-- Data to process --
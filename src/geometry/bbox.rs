use crate::zones::Polygon;
use serde::{Deserialize, Serialize};

/// Smallest axis-aligned rectangle containing a polygon
///
/// Derived once, never mutated. Used as a cheap pre-filter before exact
/// clipping, and as the overlap region itself in bounding-box fidelity mode.
#[derive(Debug, Clone, Copy, PartialEq, Serialize, Deserialize)]
pub struct BoundingBox {
    pub min_x: f64,
    pub max_x: f64,
    pub min_y: f64,
    pub max_y: f64,
}

impl BoundingBox {
    /// Compute the bounding box of a polygon's vertices, O(n).
    /// Returns None for an empty polygon.
    pub fn of(polygon: &Polygon) -> Option<Self> {
        if polygon.vertices.is_empty() {
            return None;
        }

        let mut min_x = f64::MAX;
        let mut min_y = f64::MAX;
        let mut max_x = f64::MIN;
        let mut max_y = f64::MIN;

        for v in &polygon.vertices {
            min_x = min_x.min(v.x);
            min_y = min_y.min(v.y);
            max_x = max_x.max(v.x);
            max_y = max_y.max(v.y);
        }

        Some(Self {
            min_x,
            max_x,
            min_y,
            max_y,
        })
    }

    pub fn width(&self) -> f64 {
        self.max_x - self.min_x
    }

    pub fn height(&self) -> f64 {
        self.max_y - self.min_y
    }

    pub fn area(&self) -> f64 {
        self.width() * self.height()
    }

    /// True iff the boxes overlap with positive area on both axes.
    ///
    /// Strict inequalities: boxes sharing only an edge or corner do NOT
    /// overlap, so adjacent zones are never flagged.
    pub fn overlaps(&self, other: &Self) -> bool {
        self.min_x < other.max_x
            && self.max_x > other.min_x
            && self.min_y < other.max_y
            && self.max_y > other.min_y
    }

    /// The overlapping rectangle of two boxes, or None when they don't overlap
    pub fn intersection(&self, other: &Self) -> Option<Self> {
        if !self.overlaps(other) {
            return None;
        }
        Some(Self {
            min_x: self.min_x.max(other.min_x),
            max_x: self.max_x.min(other.max_x),
            min_y: self.min_y.max(other.min_y),
            max_y: self.max_y.min(other.max_y),
        })
    }

    /// The box as a four-corner ring: (min,min), (max,min), (max,max), (min,max)
    pub fn to_polygon(&self) -> Polygon {
        Polygon::from_coords(&[
            (self.min_x, self.min_y),
            (self.max_x, self.min_y),
            (self.max_x, self.max_y),
            (self.min_x, self.max_y),
        ])
    }
}
use super::{ensure_ring, BoundingBox, GeometryError};
use crate::zones::{Point, Polygon};
use std::cmp::Ordering;

/// Parametric tolerance: a crossing counts as proper only when it falls
/// strictly inside both edges.
const PARAM_EPS: f64 = 1e-9;

/// Distance tolerance for the point-on-boundary test
const BOUNDARY_EPS: f64 = 1e-9;

/// Compute the exact intersection region of two simple polygons.
///
/// General clipping in the Greiner-Hormann style: proper edge crossings are
/// inserted into both rings, marked entry/exit by alternation, and the
/// result rings traced by switching rings at each crossing. Non-convex
/// operands are handled; holes are not (single outer ring per polygon).
///
/// Returns `None` when the polygons do not overlap, or when every resulting
/// region has area at or below `area_epsilon` (in input coordinate units
/// squared) — edge-touching slivers are not overlaps. If the intersection
/// has several disjoint components, the largest one is returned.
pub fn intersect(
    a: &Polygon,
    b: &Polygon,
    area_epsilon: f64,
) -> Result<Option<Polygon>, GeometryError> {
    ensure_ring(a)?;
    ensure_ring(b)?;

    // Cheap rejection: disjoint boxes cannot intersect
    let (Some(bb_a), Some(bb_b)) = (BoundingBox::of(a), BoundingBox::of(b)) else {
        return Ok(None);
    };
    if !bb_a.overlaps(&bb_b) {
        return Ok(None);
    }

    let crossings = find_proper_crossings(a, b);

    // No proper crossings: either one ring fully contains the other, or the
    // contact is boundary-only. An odd count means a grazing degeneracy the
    // alternation cannot classify; fall back to the same containment test.
    if crossings.is_empty() || crossings.len() % 2 != 0 {
        if crossings.len() % 2 != 0 {
            log::debug!(
                "odd crossing count ({}), falling back to containment test",
                crossings.len()
            );
        }
        if ring_within(a, b) {
            return Ok(above_epsilon(a.clone(), area_epsilon));
        }
        if ring_within(b, a) {
            return Ok(above_epsilon(b.clone(), area_epsilon));
        }
        return Ok(None);
    }

    let rings = trace_rings(a, b, &crossings);
    let best = rings
        .into_iter()
        .filter(|ring| ring.area() > area_epsilon)
        .max_by(|p, q| p.area().partial_cmp(&q.area()).unwrap_or(Ordering::Equal));
    Ok(best)
}

fn above_epsilon(polygon: Polygon, area_epsilon: f64) -> Option<Polygon> {
    (polygon.area() > area_epsilon).then_some(polygon)
}

/// A proper crossing between edge `a_edge` of the subject ring and edge
/// `b_edge` of the clip ring, with parametric positions along each.
struct Crossing {
    point: Point,
    a_edge: usize,
    t: f64,
    b_edge: usize,
    u: f64,
}

/// Parametric segment-segment intersection.
/// Returns the intersection point and the parameters along both segments,
/// or None for parallel or non-intersecting segments.
fn segment_intersection(a1: &Point, a2: &Point, b1: &Point, b2: &Point) -> Option<(Point, f64, f64)> {
    let dx1 = a2.x - a1.x;
    let dy1 = a2.y - a1.y;
    let dx2 = b2.x - b1.x;
    let dy2 = b2.y - b1.y;

    let cross = dx1 * dy2 - dy1 * dx2;

    // Parallel lines
    if cross.abs() < 1e-12 {
        return None;
    }

    let dx3 = b1.x - a1.x;
    let dy3 = b1.y - a1.y;

    let t = (dx3 * dy2 - dy3 * dx2) / cross;
    let u = (dx3 * dy1 - dy3 * dx1) / cross;

    if (0.0..=1.0).contains(&t) && (0.0..=1.0).contains(&u) {
        Some((Point::new(a1.x + t * dx1, a1.y + t * dy1), t, u))
    } else {
        None
    }
}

-- What is required --
Above are records; repeat only the lines starting at the line with "other, or the" and ending at the line with "Parametric segment-segment intersection.", exactly as they appear, both included.

-- Solution for this task --
    // No proper crossings: either one ring fully contains the other, or the
    // contact is boundary-only. An odd count means a grazing degeneracy the
    // alternation cannot classify; fall back to the same containment test.
    if crossings.is_empty() || crossings.len() % 2 != 0 {
        if crossings.len() % 2 != 0 {
            log::debug!(
                "odd crossing count ({}), falling back to containment test",
                crossings.len()
            );
        }
        if ring_within(a, b) {
            return Ok(above_epsilon(a.clone(), area_epsilon));
        }
        if ring_within(b, a) {
            return Ok(above_epsilon(b.clone(), area_epsilon));
        }
        return Ok(None);
    }

    let rings = trace_rings(a, b, &crossings);
    let best = rings
        .into_iter()
        .filter(|ring| ring.area() > area_epsilon)
        .max_by(|p, q| p.area().partial_cmp(&q.area()).unwrap_or(Ordering::Equal));
    Ok(best)
}

fn above_epsilon(polygon: Polygon, area_epsilon: f64) -> Option<Polygon> {
    (polygon.area() > area_epsilon).then_some(polygon)
}

/// A proper crossing between edge `a_edge` of the subject ring and edge
/// `b_edge` of the clip ring, with parametric positions along each.
struct Crossing {
    point: Point,
    a_edge: usize,
    t: f64,
    b_edge: usize,
    u: f64,
}

/// Parametric segment-segment intersection.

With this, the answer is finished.